On Tuesday, April 16, a sprawling 84-page federal indictment connected the Plaza poker game and other related floating games run from various apartments in New York City to a $100 million gambling and money-laundering operation orchestrated by the Russian mob. Illya and Vadim Trincher are featured players in the indictment; they and many more of the 34 people indicted are recognizable figures in the professional-poker world, like Noah “the Oracle” Siegel, Justin “Boosted J” Smith, World Series of Poker bracelet winner Abe Mosseri, and Eddie Ting. There is also one fairly prominent Hollywood name: Bryan Zuriff, executive producer of the new Showtime series Ray Donovan. Toward the top of the indictment is Hillel “Helly” Nahmad, the 34-year-old son of billionaire art dealer David Nahmad. The younger Nahmad stands accused of partially funding the operation through his family’s art gallery in the Carlyle Hotel. The Nahmads may be the world’s biggest art dealers; according to Forbes, their collection is worth an estimated $3 billion and includes over 300 Picassos. (In a theatrical flourish, the FBI raided the gallery, seizing computers and records.) And at the very top is the whale prosecutors might have been after most of all: a purported Russian crime boss named Alimzhan Tokhtakhounov, charged with “extortion conspiracy” and “money-laundering conspiracy,” amount other counts, who has been living as a fugitive in Russia for a decade.
*This article has been updated to show the correct terms of the Texas Hold ’Em games.

Illlustration by John RitterPhoto: Louis Lanzano/AP Photo

Not named in the indictment was Marc Lasry. Still, about a week after the arrests, reports surfaced that he was no longer interested in becoming the ambassador to France. “I am very grateful to have been considered, but I would like to put the speculation to rest,” he wrote to Avenue’s investors on April 23. A source close to Lasry insisted that his decision had nothing to do with poker. That didn’t stop another source from telling the Post that Lasry’s appearances at these games “open a can of worms” that would have endangered his bid.

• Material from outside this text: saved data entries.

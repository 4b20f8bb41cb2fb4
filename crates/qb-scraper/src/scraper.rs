use std::sync::atomic::{AtomicU64, Ordering};
use std::sync::Arc;
use std::time::Duration;

use arc_swap::ArcSwapOption;
use chrono::NaiveDate;
use qb_common::QuickBuyError;
use serde_json::Value;
use tracing::{info, warn};

use crate::detail::{normalize_detail_payload, DetailPayload};
use crate::metrics::ScraperMetrics;
use crate::session::{Session, SessionAcquirer};

const LIST_TIMEOUT: Duration = Duration::from_secs(15);
const DETAIL_TIMEOUT: Duration = Duration::from_secs(10);
const LIST_POLITENESS_SLEEP: Duration = Duration::from_millis(500);
const HARD_PAGE_CAP: u32 = 300;

/// Acquires credentials and fetches list & detail pages as decoded JSON.
/// Owns exactly one session at a time; re-acquisition is single-flight.
pub struct Scraper {
    client: reqwest::Client,
    base_api: String,
    acquirer: Box<dyn SessionAcquirer>,
    session: ArcSwapOption<Session>,
    refresh_lock: tokio::sync::Mutex<()>,
    generation: AtomicU64,
    fallback_api_key: Option<String>,
    metrics: Arc<ScraperMetrics>,
}

impl Scraper {
    pub fn new(
        base_api: impl Into<String>,
        acquirer: Box<dyn SessionAcquirer>,
        fallback_api_key: Option<String>,
    ) -> Self {
        Self {
            client: reqwest::Client::new(),
            base_api: base_api.into(),
            acquirer,
            session: ArcSwapOption::empty(),
            refresh_lock: tokio::sync::Mutex::new(()),
            generation: AtomicU64::new(0),
            fallback_api_key,
            metrics: Arc::new(ScraperMetrics::new()),
        }
    }

    pub fn metrics(&self) -> &ScraperMetrics {
        &self.metrics
    }

    /// Explicit refresh, invoked by the orchestrator before a detail-heavy
    /// phase. Always re-acquires, even if a session is already cached.
    pub async fn refresh(&self) -> Result<(), QuickBuyError> {
        let observed = self.generation.load(Ordering::Acquire);
        self.refresh_if_stale(observed).await.map(|_| ())
    }

    async fn ensure_session(&self) -> Result<(Arc<Session>, u64), QuickBuyError> {
        if let Some(session) = self.session.load_full() {
            return Ok((session, self.generation.load(Ordering::Acquire)));
        }
        self.refresh_if_stale(self.generation.load(Ordering::Acquire)).await
    }

    /// Re-acquires only if nobody else refreshed since `observed_generation`
    /// was read. Concurrent callers racing a 401 collapse into one handshake.
    async fn refresh_if_stale(&self, observed_generation: u64) -> Result<(Arc<Session>, u64), QuickBuyError> {
        let _guard = self.refresh_lock.lock().await;

        let current_generation = self.generation.load(Ordering::Acquire);
        if current_generation != observed_generation {
            if let Some(session) = self.session.load_full() {
                return Ok((session, current_generation));
            }
        }

        match self.acquirer.acquire().await {
            Ok(session) => {
                self.metrics.record_session_acquired();
                let session = Arc::new(session);
                self.session.store(Some(session.clone()));
                let new_generation = current_generation.wrapping_add(1);
                self.generation.store(new_generation, Ordering::Release);
                Ok((session, new_generation))
            }
            Err(e) => {
                self.metrics.record_session_failure();
                Err(e)
            }
        }
    }

    fn apply_session_or_fallback(&self, session: &Session, mut builder: reqwest::RequestBuilder) -> reqwest::RequestBuilder {
        builder = session.apply(builder);
        if let Some(fallback_key) = &self.fallback_api_key {
            if session.x_api_key.is_empty() {
                builder = builder.header("x-api-key", fallback_key);
            }
        }
        builder
    }

    /// Paginated listing fetch. Stops at the first page failure (returning
    /// what's already gathered), an empty page, or the page cap — whichever
    /// comes first. Results are deduplicated by code, keeping the last
    /// occurrence.
    pub async fn fetch_list(
        &self,
        date_from: NaiveDate,
        date_to: NaiveDate,
        max_pages: Option<u32>,
    ) -> Result<Vec<Value>, QuickBuyError> {
        let (mut session, mut generation) = self.ensure_session().await?;

        let mut collected: Vec<Value> = Vec::new();
        let mut total_pages: Option<u32> = None;
        let mut page: u32 = 1;

        loop {
            let page_cap = total_pages
                .unwrap_or(u32::MAX)
                .min(max_pages.unwrap_or(u32::MAX))
                .min(HARD_PAGE_CAP);
            if page > page_cap {
                break;
            }

            let url = qb_urls::list_url(&self.base_api, page, date_from, date_to);
            let request = self.apply_session_or_fallback(
                &session,
                self.client.get(&url).timeout(LIST_TIMEOUT),
            );

            let response = match request.send().await {
                Ok(r) => r,
                Err(e) => {
                    warn!(page, error = %e, "list page request failed, stopping crawl");
                    break;
                }
            };

            if response.status() == reqwest::StatusCode::UNAUTHORIZED
                || response.status() == reqwest::StatusCode::FORBIDDEN
            {
                let (refreshed_session, refreshed_generation) = self.refresh_if_stale(generation).await?;
                session = refreshed_session;
                generation = refreshed_generation;
                continue;
            }

            if !response.status().is_success() {
                warn!(page, status = %response.status(), "list page returned non-200, stopping crawl");
                break;
            }

            let body: Value = match response.json().await {
                Ok(b) => b,
                Err(e) => {
                    warn!(page, error = %e, "list page body did not decode, stopping crawl");
                    break;
                }
            };

            if page == 1 {
                let meta = qb_api::page_meta(&body);
                total_pages = Some(meta.total_pages as u32);
            }

            let results = qb_api::result_list(&body);
            self.metrics.record_page_fetched();
            if results.is_empty() {
                break;
            }
            self.metrics.record_items_harvested(results.len() as u64);
            collected.extend(results);

            tokio::time::sleep(LIST_POLITENESS_SLEEP).await;
            page += 1;
        }

        Ok(dedup_by_code_keep_last(collected))
    }

    /// Fetches one detail page. Any non-200 or transport failure returns
    /// `Ok(None)` — a missing detail is "no detail", never an error.
    pub async fn fetch_detail(&self, code: &str) -> Result<Option<DetailPayload>, QuickBuyError> {
        let (mut session, mut generation) = self.ensure_session().await?;
        let url = qb_urls::detail_url(&self.base_api, code);

        loop {
            let request = self.apply_session_or_fallback(
                &session,
                self.client.get(&url).timeout(DETAIL_TIMEOUT),
            );

            let response = match request.send().await {
                Ok(r) => r,
                Err(e) => {
                    warn!(code, error = %e, "detail fetch failed");
                    self.metrics.record_detail_failure();
                    return Ok(None);
                }
            };

            if response.status() == reqwest::StatusCode::UNAUTHORIZED
                || response.status() == reqwest::StatusCode::FORBIDDEN
            {
                let (refreshed_session, refreshed_generation) = self.refresh_if_stale(generation).await?;
                session = refreshed_session;
                generation = refreshed_generation;
                continue;
            }

            if !response.status().is_success() {
                self.metrics.record_detail_failure();
                return Ok(None);
            }

            let body: Value = match response.json().await {
                Ok(b) => b,
                Err(_) => {
                    self.metrics.record_detail_failure();
                    return Ok(None);
                }
            };

            let payload = body.get("payload").cloned().unwrap_or(Value::Null);
            self.metrics.record_detail_success();
            info!(code, "detail fetched");
            return Ok(Some(normalize_detail_payload(&payload)));
        }
    }
}

fn dedup_by_code_keep_last(items: Vec<Value>) -> Vec<Value> {
    let mut by_code: indexmap_lite::OrderedMap = indexmap_lite::OrderedMap::new();
    for item in items {
        let code = item.get("codigo").and_then(Value::as_str).unwrap_or_default().to_string();
        by_code.insert(code, item);
    }
    by_code.into_values()
}

/// Tiny insertion-order-preserving map, enough to implement "keep last
/// occurrence by key" without pulling in a full indexmap dependency for one
/// call site.
mod indexmap_lite {
    use serde_json::Value;
    use std::collections::HashMap;

    #[derive(Default)]
    pub struct OrderedMap {
        order: Vec<String>,
        values: HashMap<String, Value>,
    }

    impl OrderedMap {
        pub fn new() -> Self {
            Self::default()
        }

        pub fn insert(&mut self, key: String, value: Value) {
            if !self.values.contains_key(&key) {
                self.order.push(key.clone());
            }
            self.values.insert(key, value);
        }

        pub fn into_values(self) -> Vec<Value> {
            self.order
                .into_iter()
                .map(|key| self.values.get(&key).cloned().unwrap_or(Value::Null))
                .collect()
        }
    }
}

“Today’s charges demonstrate the scope and reach of Russian organized crime,” George Venizelos, the FBI’s assistant director in charge of the bureau’s New York office, said as the suspects—minus the fugitive oligarch in Russia—were being rounded up across the country. But the fact that the games could attract someone as powerful as Lasry is a testament of sorts to the woman at the center of it all. Molly Bloom’s name appears just a few times in the indictment; she is accused of running an illegal gambling business and depositing two checks totaling $25,900 into a bank account in California. But prosecutors might have needed someone like her to make this case: a natural social connector with an artful knack for curating an irresistible poker game. All of which earned her the nickname the “Poker Princess.”

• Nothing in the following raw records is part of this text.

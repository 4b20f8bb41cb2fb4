use std::sync::Arc;

use arc_swap::ArcSwap;
use async_trait::async_trait;
use uuid::Uuid;

use crate::normalize::normalize;
use crate::snapshot::{KeywordRule, OrganismRuleKind, RulesCacheSnapshot};

/// Supplies the raw rows a refresh needs. Implemented by the repository
/// crate; kept as a trait here so the cache never depends on the database
/// layer directly.
#[async_trait]
pub trait RulesSource: Send + Sync {
    async fn load_keywords(&self) -> anyhow::Result<Vec<KeywordRule>>;
    async fn load_organism_rules(&self) -> anyhow::Result<Vec<(Uuid, OrganismRuleKind)>>;
    async fn load_organism_names(&self) -> anyhow::Result<Vec<(Uuid, String)>>;
}

/// Holds the current [`RulesCacheSnapshot`] behind a lock-free pointer swap.
/// Refresh builds a brand new snapshot off to the side and publishes it
/// atomically; readers never see a partially-updated cache.
pub struct RulesCache {
    snapshot: ArcSwap<RulesCacheSnapshot>,
}

impl Default for RulesCache {
    fn default() -> Self {
        Self::new()
    }
}

impl RulesCache {
    pub fn new() -> Self {
        Self {
            snapshot: ArcSwap::from_pointee(RulesCacheSnapshot::empty()),
        }
    }

    /// Returns the currently published snapshot. Cheap: an atomic load of an
    /// `Arc` clone, no locking.
    pub fn load(&self) -> Arc<RulesCacheSnapshot> {
        self.snapshot.load_full()
    }

    /// Reads keywords, organism rules, and organism names from `source`,
    /// builds a new snapshot, and publishes it. Requested at startup, before
    /// every score recompute, and whenever rules change.
    pub async fn refresh(&self, source: &dyn RulesSource) -> anyhow::Result<()> {
        let keywords = source.load_keywords().await?;
        let organism_rules = source.load_organism_rules().await?;
        let organism_names = source.load_organism_names().await?;

        let mut organism_priority = std::collections::HashMap::new();
        let mut organism_unwanted = std::collections::HashSet::new();
        for (id, kind) in organism_rules {
            match kind {
                OrganismRuleKind::Priority(points) => {
                    organism_priority.insert(id, points);
                }
                OrganismRuleKind::Unwanted => {
                    organism_unwanted.insert(id);
                }
            }
        }

        let organism_name_to_id = organism_names
            .into_iter()
            .map(|(id, name)| (normalize(&name), id))
            .collect();

        let new_snapshot = RulesCacheSnapshot {
            keywords,
            organism_priority,
            organism_unwanted,
            organism_name_to_id,
        };

        self.snapshot.store(Arc::new(new_snapshot));
        tracing::info!("rules cache refreshed");
        Ok(())
    }
}

#[cfg(test)]
mod tests {
    use super::*;
    use std::sync::Mutex;

    struct FakeSource {
        keywords: Vec<KeywordRule>,
        organism_rules: Vec<(Uuid, OrganismRuleKind)>,
        organism_names: Vec<(Uuid, String)>,
        refresh_count: Mutex<u32>,
    }

    #[async_trait]
    impl RulesSource for FakeSource {
        async fn load_keywords(&self) -> anyhow::Result<Vec<KeywordRule>> {
            *self.refresh_count.lock().unwrap() += 1;
            Ok(self.keywords.clone())
        }
        async fn load_organism_rules(&self) -> anyhow::Result<Vec<(Uuid, OrganismRuleKind)>> {
            Ok(self.organism_rules.clone())
        }
        async fn load_organism_names(&self) -> anyhow::Result<Vec<(Uuid, String)>> {
            Ok(self.organism_names.clone())
        }
    }

    #[tokio::test]
    async fn refresh_publishes_coherent_snapshot() {
        let id = Uuid::new_v4();
        let source = FakeSource {
            keywords: vec![KeywordRule::new(Uuid::new_v4(), "informatica", 10, 0, 0)],
            organism_rules: vec![(id, OrganismRuleKind::Unwanted)],
            organism_names: vec![(id, "Municipalidad de Ejemplo".to_string())],
            refresh_count: Mutex::new(0),
        };

        let cache = RulesCache::new();
        assert!(cache.load().keywords.is_empty());

        cache.refresh(&source).await.unwrap();

        let snapshot = cache.load();
        assert_eq!(snapshot.keywords.len(), 1);
        assert!(snapshot.organism_unwanted.contains(&id));
        assert_eq!(snapshot.resolve_organism("Municipalidad de Ejemplo"), Some(id));
    }
}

In the beginning, Molly Bloom was like any number of anonymous arrivals in Hollywood searching for a career. What made her story different was that she found success almost right away, and it was more lucrative than she ever could have imagined. In L.A. and later New York, her games were a unique space where worlds collided seamlessly: poker, fine art, Hollywood, Wall Street, politics, pro sports. But for someone with such an undeniable talent, Bloom has always been hard to pin down. She’s often described in general terms: ambitious, clever, beautiful. She’s never spoken publicly, except in court. Even those closest to her are protective of her reputation, singing her praises as they hint at her failings. “She’s determined,” one friend says. “Molly’s never had anything handed to her on a silver platter.” Says another friend, more ruefully: “Molly could have done a lot of things.”

Molly Bloom grew up in Loveland, Colorado, a small town about an hour north of Denver. Her father, Larry, is a clinical psychologist, and her mother, Char, is a ski instructor who let Molly and her two younger brothers run free on the Keystone mountains. According to a friend, Molly developed scoliosis when she was young and doctors told her she couldn’t ski, but she ignored them, worked twice as hard, and made the U.S. team anyway. While Molly’s brother Jeremy went on to compete in the Olympics twice, Molly dropped the sport. At Colorado State University, she studied political science and, it appears, got an early start as a party host. When she was 18, the police reportedly busted her once in her dorm for various disorderly-conduct charges including serving alcohol to minors.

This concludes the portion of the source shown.